WHAT TO PRODUCE >>
Reproduce exactly the lines of the material beneath, from the line that contains "registry.with(fmt_layer).init();" to the line that contains "of meterable usage.", both included, and no other lines.

PROVIDED DATA >>
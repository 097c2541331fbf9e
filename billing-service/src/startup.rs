//! Application startup and lifecycle management.

use std::sync::Arc;

use axum::{
    extract::State, http::StatusCode, middleware, response::IntoResponse, routing::get,
    routing::post, Json, Router,
};
use secrecy::ExposeSecret;
use serde_json::json;
use service_core::error::AppError;
use service_core::middleware::metrics::metrics_middleware;
use service_core::middleware::tracing::request_id_middleware;
use tokio::net::TcpListener;
use tower_http::trace::TraceLayer;

use crate::config::BillingConfig;
use crate::handlers::{tracking, webhook};
use crate::services::{
    init_metrics, get_metrics, Database, EventProcessor, PlanCatalog, UsageLedger,
    WebhookVerifier,
};

/// Shared application state for the request handlers.
#[derive(Clone)]
pub struct AppState {
    pub verifier: Arc<WebhookVerifier>,
    pub processor: Arc<EventProcessor>,
    pub ledger: UsageLedger,
}

/// State for health check endpoints.
#[derive(Clone)]
pub struct HealthState {
    /// Absent when the app runs against non-Postgres stores (tests).
    pub db: Option<Arc<Database>>,
}

/// Health check endpoint for Docker/K8s liveness probes.
async fn health_check(State(state): State<HealthState>) -> impl IntoResponse {
    let db_ok = match &state.db {
        Some(db) => db.health_check().await.is_ok(),
        None => true,
    };

    if db_ok {
        (
            StatusCode::OK,
            Json(json!({
                "status": "ok",
                "service": "billing-service",
                "version": env!("CARGO_PKG_VERSION")
            })),
        )
    } else {
        tracing::warn!("Health check failed - database unavailable");
        (
            StatusCode::SERVICE_UNAVAILABLE,
            Json(json!({
                "status": "unhealthy",
                "service": "billing-service"
            })),
        )
    }
}

/// Readiness check endpoint for K8s readiness probes.
async fn readiness_check(State(state): State<HealthState>) -> impl IntoResponse {
    let ready = match &state.db {
        Some(db) => db.health_check().await.is_ok(),
        None => true,
    };
    if ready {
        StatusCode::OK
    } else {
        StatusCode::SERVICE_UNAVAILABLE
    }
}

/// Metrics endpoint for Prometheus scraping.
async fn metrics_handler() -> impl IntoResponse {
    (
        StatusCode::OK,
        [("content-type", "text/plain; charset=utf-8")],
        get_metrics(),
    )
}

/// Build the full router. Exposed so tests can run the HTTP surface against
/// substitute stores.
pub fn build_router(state: AppState, health: HealthState) -> Router {
    let api = Router::new()
        .route("/webhooks/stripe", post(webhook::processor_webhook))
        .route("/track/open", get(tracking::track_open))
        .route("/track/click", get(tracking::track_click))
        .with_state(state);

    let ops = Router::new()
        .route("/health", get(health_check))
        .route("/ready", get(readiness_check))
        .route("/metrics", get(metrics_handler))
        .with_state(health);

    api.merge(ops)
        .layer(TraceLayer::new_for_http())
        .layer(middleware::from_fn(metrics_middleware))
        .layer(middleware::from_fn(request_id_middleware))
}

/// Application container for managing server lifecycle.
pub struct Application {
    port: u16,
    listener: TcpListener,
    state: AppState,
    health: HealthState,
}

impl Application {
    /// Build the application with the given configuration.
    pub async fn build(config: BillingConfig) -> Result<Self, AppError> {
        Self::build_internal(config, true).await
    }

    /// Build the application without running migrations.
    /// Use this when migrations are already applied by the test harness.
    pub async fn build_without_migrations(config: BillingConfig) -> Result<Self, AppError> {
        Self::build_internal(config, false).await
    }

    async fn build_internal(config: BillingConfig, run_migrations: bool) -> Result<Self, AppError> {
        init_metrics();

        let db = Database::new(
            &config.database.url,
            config.database.max_connections,
            config.database.min_connections,
        )
        .await
        .map_err(|e| {
            tracing::error!(error = %e, "Failed to connect to PostgreSQL");
            e
        })?;

        if run_migrations {
            db.run_migrations().await.map_err(|e| {
                tracing::error!(error = %e, "Failed to run migrations");
                e
            })?;
        }

        let db = Arc::new(db);

        // The catalog is loaded once at startup; an empty plan table falls
        // back to the compiled-in plans.
        let plans = db.load_plans().await?;
        let catalog = Arc::new(if plans.is_empty() {
            tracing::warn!("plan table is empty, using builtin catalog");
            PlanCatalog::builtin(&config.default_plan_id)
        } else {
            PlanCatalog::new(plans, config.default_plan_id.clone())
        });

        let ledger = UsageLedger::new(db.clone());
        let verifier = Arc::new(WebhookVerifier::new(
            config.webhook.secret.expose_secret().clone(),
        ));
        let processor = Arc::new(EventProcessor::new(db.clone(), ledger.clone(), catalog));

        let state = AppState {
            verifier,
            processor,
            ledger,
        };
        let health = HealthState {
            db: Some(db.clone()),
        };

        let addr = config.common.bind_addr();
        let listener = TcpListener::bind(addr).await.map_err(|e| {
            tracing::error!(error = %e, addr = %addr, "Failed to bind HTTP listener");
            AppError::from(e)
        })?;
        let port = listener.local_addr()?.port();

        tracing::info!(port = port, "Billing service listener bound");

        Ok(Self {
            port,
            listener,
            state,
            health,
        })
    }

    /// Get the port the server is listening on.
    pub fn port(&self) -> u16 {
        self.port
    }

    /// Run the application until stopped.
    pub async fn run_until_stopped(self) -> std::io::Result<()> {
        let router = build_router(self.state, self.health);

        tracing::info!(
            service = "billing-service",
            version = env!("CARGO_PKG_VERSION"),
            port = self.port,
            "Service ready to accept connections"
        );

        axum::serve(self.listener, router).await.map_err(|e| {
            tracing::error!(error = %e, "HTTP server error");
            std::io::Error::other(format!("HTTP server error: {}", e))
        })
    }
}
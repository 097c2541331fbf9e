//! Webhook gateway integration tests for billing-service.

mod common;

use common::{checkout_event, subscription_updated_event, TestApp};
use serde_json::Value;

#[tokio::test]
async fn valid_checkout_event_is_accepted_and_creates_subscription() {
    let app = TestApp::spawn().await;
    app.store.insert_tenant("owner@example.com");

    let payload = checkout_event("owner@example.com", "sub_100", Some("price_pro_monthly"));
    let signature = app.signature_header(&payload);

    let response = app.post_webhook(&payload, &signature).await;
    assert_eq!(response.status(), 200);

    let body: Value = response.json().await.unwrap();
    assert_eq!(body["received"], true);

    let subscription = app.store.subscription("sub_100").expect("row created");
    assert_eq!(subscription.status, "active");
    assert_eq!(subscription.plan_id, "pro");
}

#[tokio::test]
async fn tampered_signature_is_rejected_without_writes() {
    let app = TestApp::spawn().await;
    app.store.insert_tenant("owner@example.com");

    let payload = checkout_event("owner@example.com", "sub_101", Some("price_pro_monthly"));
    let mut signature = app.signature_header(&payload);
    // Flip the last hex digit of the signature.
    let flipped = if signature.ends_with('0') { "1" } else { "0" };
    signature.truncate(signature.len() - 1);
    signature.push_str(flipped);

    let response = app.post_webhook(&payload, &signature).await;
    assert_eq!(response.status(), 400);

    let body: Value = response.json().await.unwrap();
    assert!(body["error"].as_str().is_some());

    assert_eq!(app.store.subscription_count(), 0);
    assert!(app.store.usage_events().is_empty());
}

#[tokio::test]
async fn missing_signature_header_is_rejected() {
    let app = TestApp::spawn().await;

    let payload = checkout_event("owner@example.com", "sub_102", None);
    let response = app
        .client
        .post(format!("{}/webhooks/stripe", app.address))
        .body(payload)
        .send()
        .await
        .unwrap();

    assert_eq!(response.status(), 400);
}

#[tokio::test]
async fn unknown_event_kind_is_accepted_and_ignored() {
    let app = TestApp::spawn().await;

    let payload = serde_json::json!({
        "id": "evt_unknown",
        "type": "customer.tax_id.created",
        "created": chrono::Utc::now().timestamp(),
        "data": { "object": { "id": "txi_001" } }
    })
    .to_string()
    .into_bytes();
    let signature = app.signature_header(&payload);

    let response = app.post_webhook(&payload, &signature).await;
    assert_eq!(response.status(), 200);

    let body: Value = response.json().await.unwrap();
    assert_eq!(body["received"], true);
    assert_eq!(app.store.subscription_count(), 0);
}

#[tokio::test]
async fn update_for_unknown_subscription_is_accepted_without_creating_rows() {
    let app = TestApp::spawn().await;

    let payload =
        subscription_updated_event("sub_never_seen", "active", 1_700_000_000, 1_702_592_000, None);
    let signature = app.signature_header(&payload);

    let response = app.post_webhook(&payload, &signature).await;
    assert_eq!(response.status(), 200);
    assert_eq!(app.store.subscription_count(), 0);
}

#[tokio::test]
async fn checkout_for_unknown_tenant_is_a_processing_error() {
    let app = TestApp::spawn().await;

    let payload = checkout_event("nobody@example.com", "sub_103", Some("price_pro_monthly"));
    let signature = app.signature_header(&payload);

    let response = app.post_webhook(&payload, &signature).await;
    assert_eq!(response.status(), 500);
    assert_eq!(app.store.subscription_count(), 0);
}

#[tokio::test]
async fn malformed_payload_is_rejected() {
    let app = TestApp::spawn().await;

    let payload = b"{\"not\": \"an event\"".to_vec();
    let signature = app.signature_header(&payload);

    let response = app.post_webhook(&payload, &signature).await;
    assert_eq!(response.status(), 400);
}

#[tokio::test]
async fn health_endpoint_reports_ok() {
    let app = TestApp::spawn().await;

    let response = app
        .client
        .get(format!("{}/health", app.address))
        .send()
        .await
        .unwrap();
    assert_eq!(response.status(), 200);

    let body: Value = response.json().await.unwrap();
    assert_eq!(body["service"], "billing-service");
}
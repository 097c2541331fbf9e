//! Configuration for billing-service.

use anyhow::Result;
use dotenvy::dotenv;
use secrecy::Secret;
use serde::Deserialize;
use service_core::config::Config as CoreConfig;
use std::env;

#[derive(Debug, Clone)]
pub struct BillingConfig {
    pub common: CoreConfig,
    pub service_name: String,
    pub service_version: String,
    pub log_level: String,
    pub otlp_endpoint: Option<String>,
    pub database: DatabaseConfig,
    pub webhook: WebhookConfig,
    pub collaborators: CollaboratorConfig,
    pub bulk: BulkConfig,
    /// Plan used when a checkout's price identifier cannot be resolved.
    pub default_plan_id: String,
}

#[derive(Debug, Clone)]
pub struct DatabaseConfig {
    pub url: String,
    pub max_connections: u32,
    pub min_connections: u32,
}

#[derive(Debug, Clone)]
pub struct WebhookConfig {
    /// Shared secret for the payment processor's signature scheme.
    pub secret: Secret<String>,
}

#[derive(Debug, Clone, Deserialize)]
pub struct CollaboratorConfig {
    pub base_url: String,
    pub timeout_seconds: u64,
}

#[derive(Debug, Clone)]
pub struct BulkConfig {
    /// Upper bound on concurrently processed bulk targets.
    pub worker_limit: usize,
}

impl BillingConfig {
    pub fn from_env() -> Result<Self> {
        dotenv().ok();

        let port = env::var("BILLING_SERVICE_PORT")
            .unwrap_or_else(|_| "3005".to_string())
            .parse()?;

        let db_url = env::var("BILLING_DATABASE_URL")
            .map_err(|_| anyhow::anyhow!("BILLING_DATABASE_URL must be set"))?;
        let max_connections = env::var("BILLING_DB_MAX_CONNECTIONS")
            .unwrap_or_else(|_| "10".to_string())
            .parse()?;
        let min_connections = env::var("BILLING_DB_MIN_CONNECTIONS")
            .unwrap_or_else(|_| "1".to_string())
            .parse()?;

        let webhook_secret =
            env::var("BILLING_WEBHOOK_SECRET").unwrap_or_else(|_| "whsec_dev".to_string());

        let collaborator_base_url = env::var("BILLING_COLLABORATOR_BASE_URL")
            .unwrap_or_else(|_| "http://localhost:8100".to_string());
        let collaborator_timeout = env::var("BILLING_COLLABORATOR_TIMEOUT_SECONDS")
            .unwrap_or_else(|_| "30".to_string())
            .parse()?;

        let worker_limit = env::var("BILLING_BULK_WORKERS")
            .unwrap_or_else(|_| "4".to_string())
            .parse()?;

        Ok(Self {
            common: CoreConfig { port },
            service_name: "billing-service".to_string(),
            service_version: env!("CARGO_PKG_VERSION").to_string(),
            log_level: env::var("LOG_LEVEL").unwrap_or_else(|_| "info".to_string()),
            otlp_endpoint: env::var("BILLING_OTLP_ENDPOINT").ok(),
            database: DatabaseConfig {
                url: db_url,
                max_connections,
                min_connections,
            },
            webhook: WebhookConfig {
                secret: Secret::new(webhook_secret),
            },
            collaborators: CollaboratorConfig {
                base_url: collaborator_base_url,
                timeout_seconds: collaborator_timeout,
            },
            bulk: BulkConfig { worker_limit },
            default_plan_id: env::var("BILLING_DEFAULT_PLAN_ID")
                .unwrap_or_else(|_| "pro".to_string()),
        })
    }
}
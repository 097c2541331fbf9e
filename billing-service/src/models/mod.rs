//! Domain models for billing-service.

mod bulk;
mod event;
mod plan;
mod subscription;
mod tenant;
mod usage;

pub use bulk::{
    BulkOperation, BulkOperationKind, BulkOperationStatus, CreateBulkOperation, OperationSummary,
    TargetFailure, TargetOutcome,
};
pub use event::{
    CheckoutData, EventData, EventKind, InvoiceData, ProcessorEvent, SubscriptionData,
};
pub use plan::Plan;
pub use subscription::{
    Subscription, SubscriptionStatus, SubscriptionUpdate, UpsertSubscription,
};
pub use tenant::Tenant;
pub use usage::{
    MetricKind, NewUsageEvent, QuotaCheck, UsageEvent, UsagePeriod, UsageScope,
};
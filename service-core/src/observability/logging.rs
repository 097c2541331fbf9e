use opentelemetry::KeyValue;
use opentelemetry_otlp::WithExportConfig;
use opentelemetry_sdk::{Resource, runtime, trace as sdktrace};
use tracing_subscriber::{layer::SubscriberExt, util::SubscriberInitExt};

/// Initialize the tracing subscriber.
///
/// With an OTLP endpoint configured, spans are exported in addition to the
/// JSON log stream. Without one (local runs, CLI invocations) only the log
/// stream is installed.
pub fn init_tracing(service_name: &str, log_level: &str, otlp_endpoint: Option<&str>) {
    let env_filter = tracing_subscriber::EnvFilter::try_from_default_env()
        .unwrap_or_else(|_| tracing_subscriber::EnvFilter::new(log_level));

    let registry = tracing_subscriber::registry().with(env_filter);

    match otlp_endpoint {
        Some(endpoint) => {
            let otlp_exporter = opentelemetry_otlp::new_exporter()
                .tonic()
                .with_endpoint(endpoint);

            let tracer = opentelemetry_otlp::new_pipeline()
                .tracing()
                .with_exporter(otlp_exporter)
                .with_trace_config(sdktrace::config().with_resource(Resource::new(vec![
                    KeyValue::new("service.name", service_name.to_string()),
                ])))
                .install_batch(runtime::Tokio)
                .unwrap_or_else(|e| {
                    panic!(
                        "Failed to initialize OTLP tracer for service '{}' at endpoint '{}': {}",
                        service_name, endpoint, e
                    )
                });

            let fmt_layer = tracing_subscriber::fmt::layer()
                .with_file(true)
                .with_line_number(true)
                .json()
                .flatten_event(true);

            registry
                .with(tracing_opentelemetry::layer().with_tracer(tracer))
                .with(fmt_layer)
                .init();
        }
        None => {
            let fmt_layer = tracing_subscriber::fmt::layer()
                .with_file(true)
                .with_line_number(true)
                .json()
                .flatten_event(true);

            registry.with(fmt_layer).init();
        }
    }
}
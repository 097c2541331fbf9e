//! Services module for billing-service.

pub mod bulk;
pub mod catalog;
pub mod collaborators;
pub mod database;
pub mod ledger;
pub mod metrics;
pub mod processor;
pub mod store;
pub mod webhook;

pub use bulk::BulkCoordinator;
pub use catalog::PlanCatalog;
pub use collaborators::{
    CollaboratorError, DraftOutcome, FetchOutcome, HttpCollaborators, SendOutcome,
    WorkspaceOperations,
};
pub use database::Database;
pub use ledger::UsageLedger;
pub use metrics::{get_metrics, init_metrics};
pub use processor::EventProcessor;
pub use store::{BulkOperationStore, SubscriptionStore, UsageStore};
pub use webhook::{WebhookError, WebhookVerifier};
//! Usage event model.

use chrono::{DateTime, Datelike, Months, TimeZone, Utc};
use serde::{Deserialize, Serialize};
use sqlx::FromRow;
use uuid::Uuid;

/// A category of meterable usage.
#[derive(Debug, Clone, Copy, PartialEq, Eq, Serialize, Deserialize)]
#[serde(rename_all = "snake_case")]
pub enum MetricKind {
    Send,
    ApiCall,
    Storage,
    Fetch,
    Open,
    Click,
    Payment,
}

impl MetricKind {
    pub fn as_str(&self) -> &'static str {
        match self {
            MetricKind::Send => "send",
            MetricKind::ApiCall => "api_call",
            MetricKind::Storage => "storage",
            MetricKind::Fetch => "fetch",
            MetricKind::Open => "open",
            MetricKind::Click => "click",
            MetricKind::Payment => "payment",
        }
    }

    pub fn from_string(s: &str) -> Self {
        match s {
            "send" => MetricKind::Send,
            "storage" => MetricKind::Storage,
            "fetch" => MetricKind::Fetch,
            "open" => MetricKind::Open,
            "click" => MetricKind::Click,
            "payment" => MetricKind::Payment,
            _ => MetricKind::ApiCall,
        }
    }

    /// The plan limit key that caps this metric, if any.
    pub fn limit_key(&self) -> Option<&'static str> {
        match self {
            MetricKind::Send => Some("max_newsletters_per_month"),
            MetricKind::ApiCall => Some("max_api_calls_per_month"),
            MetricKind::Storage => Some("max_storage_mb"),
            MetricKind::Fetch => Some("max_source_fetches_per_month"),
            MetricKind::Open | MetricKind::Click | MetricKind::Payment => None,
        }
    }
}

/// Append-only metered event. Never mutated after insert; corrections are
/// new compensating events.
#[derive(Debug, Clone, Serialize, Deserialize, FromRow)]
pub struct UsageEvent {
    pub event_id: Uuid,
    pub tenant_id: Uuid,
    /// Absent for tenant-level audit entries such as payment records.
    pub workspace_id: Option<Uuid>,
    pub metric: String,
    pub value: i64,
    pub metadata: serde_json::Value,
    pub recorded_utc: DateTime<Utc>,
}

/// Input for appending a usage event.
#[derive(Debug, Clone)]
pub struct NewUsageEvent {
    pub tenant_id: Uuid,
    pub workspace_id: Option<Uuid>,
    pub metric: MetricKind,
    pub value: i64,
    pub metadata: serde_json::Value,
}

impl NewUsageEvent {
    /// A single-unit event with empty metadata.
    pub fn new(tenant_id: Uuid, workspace_id: Option<Uuid>, metric: MetricKind) -> Self {
        Self {
            tenant_id,
            workspace_id,
            metric,
            value: 1,
            metadata: serde_json::Value::Object(serde_json::Map::new()),
        }
    }

    pub fn with_value(mut self, value: i64) -> Self {
        self.value = value;
        self
    }

    pub fn with_metadata(mut self, metadata: serde_json::Value) -> Self {
        self.metadata = metadata;
        self
    }
}

/// Aggregation scope for usage queries.
#[derive(Debug, Clone, Copy, PartialEq, Eq)]
pub enum UsageScope {
    Tenant(Uuid),
    Workspace(Uuid),
}

/// Half-open aggregation window: `start <= t < end`.
#[derive(Debug, Clone, Copy, PartialEq, Eq)]
pub struct UsagePeriod {
    pub start: DateTime<Utc>,
    pub end: DateTime<Utc>,
}

impl UsagePeriod {
    pub fn new(start: DateTime<Utc>, end: DateTime<Utc>) -> Self {
        Self { start, end }
    }

    /// The calendar month containing `at`.
    pub fn month_of(at: DateTime<Utc>) -> Self {
        let first = Utc
            .with_ymd_and_hms(at.year(), at.month(), 1, 0, 0, 0)
            .single()
            .expect("first of month is always a valid timestamp");
        Self {
            start: first,
            end: first + Months::new(1),
        }
    }

    pub fn contains(&self, at: DateTime<Utc>) -> bool {
        self.start <= at && at < self.end
    }
}

/// Result of a quota check. Reporting only; enforcement is the caller's job.
#[derive(Debug, Clone, Copy, PartialEq, Eq)]
pub struct QuotaCheck {
    pub would_exceed: bool,
    pub current: i64,
    pub cap: Option<i64>,
}

#[cfg(test)]
mod tests {
    use super::*;

    #[test]
    fn month_of_spans_the_calendar_month() {
        let at = Utc.with_ymd_and_hms(2025, 3, 17, 12, 30, 0).unwrap();
        let period = UsagePeriod::month_of(at);
        assert_eq!(period.start, Utc.with_ymd_and_hms(2025, 3, 1, 0, 0, 0).unwrap());
        assert_eq!(period.end, Utc.with_ymd_and_hms(2025, 4, 1, 0, 0, 0).unwrap());
        assert!(period.contains(at));
        assert!(!period.contains(period.end));
    }

    #[test]
    fn month_of_handles_december_rollover() {
        let at = Utc.with_ymd_and_hms(2025, 12, 31, 23, 59, 59).unwrap();
        let period = UsagePeriod::month_of(at);
        assert_eq!(period.end, Utc.with_ymd_and_hms(2026, 1, 1, 0, 0, 0).unwrap());
    }
}
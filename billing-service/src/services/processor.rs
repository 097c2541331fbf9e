//! Subscription event processor.
//!
//! Pure state-transition logic over the subscription store. Every handler is
//! idempotent on the processor subscription id: the sender delivers at least
//! once and out of order, so re-applying any event must converge on the same
//! state. No handler partially applies; each transition is a single
//! conditional write.

use std::sync::Arc;

use anyhow::anyhow;
use serde_json::json;
use service_core::error::AppError;
use tracing::{debug, info, instrument, warn};

use crate::models::{
    CheckoutData, EventData, EventKind, InvoiceData, MetricKind, NewUsageEvent, ProcessorEvent,
    SubscriptionData, SubscriptionStatus, SubscriptionUpdate, UpsertSubscription,
};
use crate::services::catalog::PlanCatalog;
use crate::services::ledger::UsageLedger;
use crate::services::store::SubscriptionStore;

pub struct EventProcessor {
    subscriptions: Arc<dyn SubscriptionStore>,
    ledger: UsageLedger,
    catalog: Arc<PlanCatalog>,
}

impl EventProcessor {
    pub fn new(
        subscriptions: Arc<dyn SubscriptionStore>,
        ledger: UsageLedger,
        catalog: Arc<PlanCatalog>,
    ) -> Self {
        Self {
            subscriptions,
            ledger,
            catalog,
        }
    }

    /// Apply one verified event. Errors propagate so the gateway can answer
    /// with a retryable failure; out-of-order races (update or delete before
    /// the row exists) are logged and ignored by design.
    #[instrument(skip(self, event), fields(event_id = %event.id, event_type = event.kind.as_str()))]
    pub async fn process(&self, event: &ProcessorEvent) -> Result<(), AppError> {
        match (&event.kind, &event.data) {
            (EventKind::CheckoutCompleted, EventData::Checkout(data)) => {
                self.handle_checkout(data).await
            }
            (
                EventKind::SubscriptionCreated | EventKind::SubscriptionUpdated,
                EventData::Subscription(data),
            ) => self.handle_subscription_update(data).await,
            (EventKind::SubscriptionDeleted, EventData::Subscription(data)) => {
                self.handle_subscription_deleted(data).await
            }
            (EventKind::PaymentSucceeded, EventData::Invoice(data)) => {
                self.handle_payment(data, true).await
            }
            (EventKind::PaymentFailed, EventData::Invoice(data)) => {
                self.handle_payment(data, false).await
            }
            (EventKind::Unknown(kind), _) => {
                debug!(kind = %kind, "ignoring unhandled event kind");
                Ok(())
            }
            (kind, _) => {
                warn!(kind = kind.as_str(), "event kind and payload shape disagree, ignoring");
                Ok(())
            }
        }
    }

    async fn handle_checkout(&self, data: &CheckoutData) -> Result<(), AppError> {
        let Some(processor_subscription_id) = data.subscription_id.as_deref() else {
            debug!(session_id = %data.session_id, "checkout without subscription, nothing to do");
            return Ok(());
        };

        let email = data.customer_email.as_deref().ok_or_else(|| {
            AppError::BadRequest(anyhow!(
                "checkout session {} carries no billing contact email",
                data.session_id
            ))
        })?;

        let tenant = self
            .subscriptions
            .tenant_by_email(email)
            .await?
            .ok_or_else(|| {
                AppError::NotFound(anyhow!("no tenant with billing email {email}"))
            })?;

        let plan_id = self.resolve_plan_id(data.price_id.as_deref());

        let subscription = self
            .subscriptions
            .upsert_from_checkout(&UpsertSubscription {
                tenant_id: tenant.tenant_id,
                plan_id,
                processor_subscription_id: processor_subscription_id.to_string(),
                status: SubscriptionStatus::Active,
            })
            .await?;

        info!(
            tenant_id = %tenant.tenant_id,
            subscription_id = %subscription.subscription_id,
            plan_id = %subscription.plan_id,
            "checkout completed, subscription active"
        );
        Ok(())
    }

    async fn handle_subscription_update(&self, data: &SubscriptionData) -> Result<(), AppError> {
        let update = SubscriptionUpdate {
            status: SubscriptionStatus::from_string(&data.status),
            current_period_start: data.period_start,
            current_period_end: data.period_end,
            trial_end: data.trial_end,
        };

        match self
            .subscriptions
            .apply_update(&data.subscription_id, &update)
            .await?
        {
            Some(subscription) => {
                info!(
                    subscription_id = %subscription.subscription_id,
                    status = %subscription.status,
                    "subscription updated"
                );
            }
            None => {
                // Update events can overtake the checkout event; the sender
                // will redeliver after the row exists.
                info!(
                    processor_subscription_id = %data.subscription_id,
                    "update for unknown subscription, ignoring"
                );
            }
        }
        Ok(())
    }

    async fn handle_subscription_deleted(&self, data: &SubscriptionData) -> Result<(), AppError> {
        match self
            .subscriptions
            .mark_canceled(&data.subscription_id)
            .await?
        {
            Some(subscription) => {
                info!(subscription_id = %subscription.subscription_id, "subscription canceled");
            }
            None => {
                info!(
                    processor_subscription_id = %data.subscription_id,
                    "delete for unknown subscription, ignoring"
                );
            }
        }
        Ok(())
    }

    /// Invoice outcomes are audit entries; subscription status changes flow
    /// only through the subscription events, matching the sender's own
    /// authority model.
    async fn handle_payment(&self, data: &InvoiceData, succeeded: bool) -> Result<(), AppError> {
        let Some(processor_subscription_id) = data.subscription_id.as_deref() else {
            debug!(invoice_id = %data.invoice_id, "invoice without subscription, ignoring");
            return Ok(());
        };

        let Some(subscription) = self
            .subscriptions
            .find_by_processor_id(processor_subscription_id)
            .await?
        else {
            info!(
                processor_subscription_id = %processor_subscription_id,
                invoice_id = %data.invoice_id,
                "invoice for unknown subscription, ignoring"
            );
            return Ok(());
        };

        self.ledger
            .record(
                NewUsageEvent::new(subscription.tenant_id, None, MetricKind::Payment)
                    .with_metadata(json!({
                        "invoice_id": data.invoice_id,
                        "amount_cents": data.amount_cents,
                        "currency": data.currency,
                        "outcome": if succeeded { "succeeded" } else { "failed" },
                    })),
            )
            .await;
        Ok(())
    }

    fn resolve_plan_id(&self, price_id: Option<&str>) -> String {
        if let Some(price_id) = price_id {
            if let Some(plan) = self.catalog.plan_for_price(price_id) {
                return plan.plan_id.clone();
            }
            warn!(
                price_id = %price_id,
                default_plan = %self.catalog.default_plan_id(),
                "unresolved price identifier, falling back to default plan"
            );
        } else {
            warn!(
                default_plan = %self.catalog.default_plan_id(),
                "checkout carries no price identifier, falling back to default plan"
            );
        }
        self.catalog.default_plan_id().to_string()
    }
}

PROBLEM SOLUTION >>
            registry.with(fmt_layer).init();
        }
    }
}
repository 097c2541331fbf9e
//! Services module for billing-service.

pub mod bulk;
pub mod catalog;
pub mod collaborators;
pub mod database;
pub mod ledger;
pub mod metrics;
pub mod processor;
pub mod store;
pub mod webhook;

pub use bulk::BulkCoordinator;
pub use catalog::PlanCatalog;
pub use collaborators::{
    CollaboratorError, DraftOutcome, FetchOutcome, HttpCollaborators, SendOutcome,
    WorkspaceOperations,
};
pub use database::Database;
pub use ledger::UsageLedger;
pub use metrics::{get_metrics, init_metrics};
pub use processor::EventProcessor;
pub use store::{BulkOperationStore, SubscriptionStore, UsageStore};
pub use webhook::{WebhookError, WebhookVerifier};
//! Usage event model.

use chrono::{DateTime, Datelike, Months, TimeZone, Utc};
use serde::{Deserialize, Serialize};
use sqlx::FromRow;
use uuid::Uuid;

/// A category of meterable usage.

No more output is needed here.